On se serait aisément abusé à déduire de cette anomalie tout un système de résistance qui eût opposé la tradition à la mode, la fidélité au progrès et l'éternité à l'évolution. C'était méconnaître l'anthropologie.
Au vrai, en linguistique, nul effort de la conscience, dans la masse du moins, ne paraît s'être fait jour contre la destinée et ces petits îlots de passé, dans la France du présent, sont explicables comme l'est la stagnation de l'eau dans un pré creux : qu'une rigole traverse la flaque et le mouvement y refera la vie.
Le pays des Mauges donnait l'idée d'une colonie du Moyen-âge égarée dans le dix-neuvième siècle. Mais, dès l'aube du vingtième, lorsque le dèrâillard[1] eut allumé sur Beaupréau son étoile à trois branches, l'éblouissement de la nouveauté obnubila la routinière manière de voir, les néologismes du renîment humilièrent la terre natale ; les Mauges, lentement, inclinèrent à se dépayser.
La séculaire méthode, que quelques apports de commerce, d'école ou de régiment avaient pu à peine écailler, oscilla comme un grand cadre disloqué par la vermoulure.
Les meubles, déjà, avaient, l'un poussant l'autre, pris le chemin des collections. Autour des moulins désapprenant leurs signes, l'essaim des coiffes, aussi, se vit casser les ailes par la casserole[2] envahissante. La tradition, aujourd'hui, n'ose même plus se produire en présence de l'élément étranger qui a vite bouleversé les mœurs. Le vocabulaire local a cessé d'affronter les promenades au bourg, il se terre dans les métairies ; que dis-je ! c'est presque avec embarras qu'il jargonne, mèshui, jusque dans la goule de la tantine Manette, depuis que gars-Pierre qui a fait cinq ans d'école, et sa sœur Marie-pompettere[3], qui rêve d'un établissement en ville, tournent en dérision le prétérit en i et les formes dialectales.

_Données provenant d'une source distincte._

// File: crates/demo/src/main.rs
// Summary: Demo host; loads task/employee/material JSON, runs one analytics pass, writes an SVG board and CSV series.

mod export;
mod svg;

use std::path::{Path, PathBuf};

use analytics_core::{
    bar_chart_height, ChartOptions, Dashboard, DashboardInput, Employee, Material, TaskRecord, Theme, Viewport,
    WindowTag,
};
use anyhow::{Context, Result};
use chrono::NaiveDate;
use clap::Parser;
use serde::Deserialize;

#[derive(Parser, Debug)]
#[command(version, about = "Render the shift analytics board from exported records")]
struct Args {
    /// JSON file with `tasks`, `employees` and `materials` arrays
    input: PathBuf,
    /// Active window: day, week or month
    #[arg(long, default_value = "week")]
    window: WindowTag,
    /// Reference day (YYYY-MM-DD); defaults to the local date
    #[arg(long)]
    today: Option<NaiveDate>,
    #[arg(long, default_value_t = 360.0)]
    width: f64,
    #[arg(long, default_value_t = 220.0)]
    height: f64,
    #[arg(long, default_value_t = 32.0)]
    padding: f64,
    /// Donut hole as a fraction of the pie radius
    #[arg(long, default_value_t = 0.0)]
    donut: f64,
    /// light, dark or high-contrast-dark
    #[arg(long, default_value = "light")]
    theme: String,
    /// Output directory
    #[arg(long, default_value = "target/out")]
    out: PathBuf,
}

/// Shape of the exported backend snapshot.
#[derive(Debug, Default, Deserialize)]
struct Snapshot {
    #[serde(default)]
    tasks: Vec<TaskRecord>,
    #[serde(default)]
    employees: Vec<Employee>,
    #[serde(default)]
    materials: Vec<Material>,
}

fn main() -> Result<()> {
    pretty_env_logger::init();
    let args = Args::parse();

    if args.width < 0.0 || args.height <= 2.0 * args.padding {
        anyhow::bail!(
            "viewport {}x{} cannot hold a padding of {}",
            args.width,
            args.height,
            args.padding
        );
    }
    let theme: Theme = args.theme.parse()?;
    let today = args.today.unwrap_or_else(|| chrono::Local::now().date_naive());

    let snapshot = load_snapshot(&args.input)
        .with_context(|| format!("failed to load records from '{}'", args.input.display()))?;
    println!(
        "Loaded {} tasks, {} employees, {} materials",
        snapshot.tasks.len(),
        snapshot.employees.len(),
        snapshot.materials.len()
    );

    let opts = ChartOptions {
        viewport: Viewport::new(args.width, args.height, args.padding),
        theme,
        inner_ratio: args.donut,
        ..ChartOptions::default()
    };
    let input = DashboardInput {
        tasks: &snapshot.tasks,
        employees: &snapshot.employees,
        materials: &snapshot.materials,
        tag: args.window,
        today,
    };
    let frame = Dashboard::render(&input, &opts);
    println!(
        "Window {} [{} ..= {}]: {} of {} tasks completed ({}%)",
        frame.window.tag,
        frame.window.start,
        frame.window.end,
        frame.summary.completed_tasks,
        frame.summary.total_tasks,
        frame.summary.completion_rate
    );

    std::fs::create_dir_all(&args.out)
        .with_context(|| format!("creating output directory '{}'", args.out.display()))?;

    let panels = [
        svg::Panel::new("Performance trend", &frame.line, args.height),
        svg::Panel::new("Material usage", &frame.pie, args.height),
        svg::Panel::new("Material totals", &frame.bars, bar_chart_height(frame.categories.len())),
        svg::Panel::new("Attendance (last 7 days)", &frame.attendance_bars, args.height),
    ];
    let board = svg::render_board(&panels, args.width, &opts.theme);
    let board_path = args.out.join("board.svg");
    std::fs::write(&board_path, board).with_context(|| format!("writing '{}'", board_path.display()))?;
    println!("Wrote {}", board_path.display());

    for path in export::write_series(&args.out, &frame)? {
        println!("Wrote {}", path.display());
    }
    Ok(())
}

fn load_snapshot(path: &Path) -> Result<Snapshot> {
    let raw = std::fs::read_to_string(path).with_context(|| format!("opening {}", path.display()))?;
    let snapshot: Snapshot = serde_json::from_str(&raw).context("decoding snapshot JSON")?;
    log::debug!("snapshot {} parsed ({} bytes)", path.display(), raw.len());
    Ok(snapshot)
}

Il a fallu trois cents ans à Malherbe et à Vaugelas pour pénétrer dans les vieilles Mauges.
Cependant, tout n'est pas perdu. Meubles et ustensiles ménagers ont des leurs en pension dans les musées de la région ; quelques particularités du type et du costume survivent sur les cartes postales ; le vocabulaire et la tradition occupent le refuge de plusieurs gros livres[4]. Attelons-nous, sans tarder, à identifier les sons du langage avant que ces bannis aient abandonné à la phonétique officielle notre bocage encore familier à leurs derniers échos.
Pour le curieux, de passage dans la Vendée angevine, le détail qui, avec les sites prestigieux et les ultièmes coquetteries de la coiffe, retient encore l'intérêt, est l'étrangeté de certaines prononciations. On croirait, pour un peu, à un français différent du vrai, estropié sinon barbare, mi-patois et mi-jargon. Or, ce verbe difforme et vicieusement accentué ne représente pourtant guère autre chose que le vrai français[5].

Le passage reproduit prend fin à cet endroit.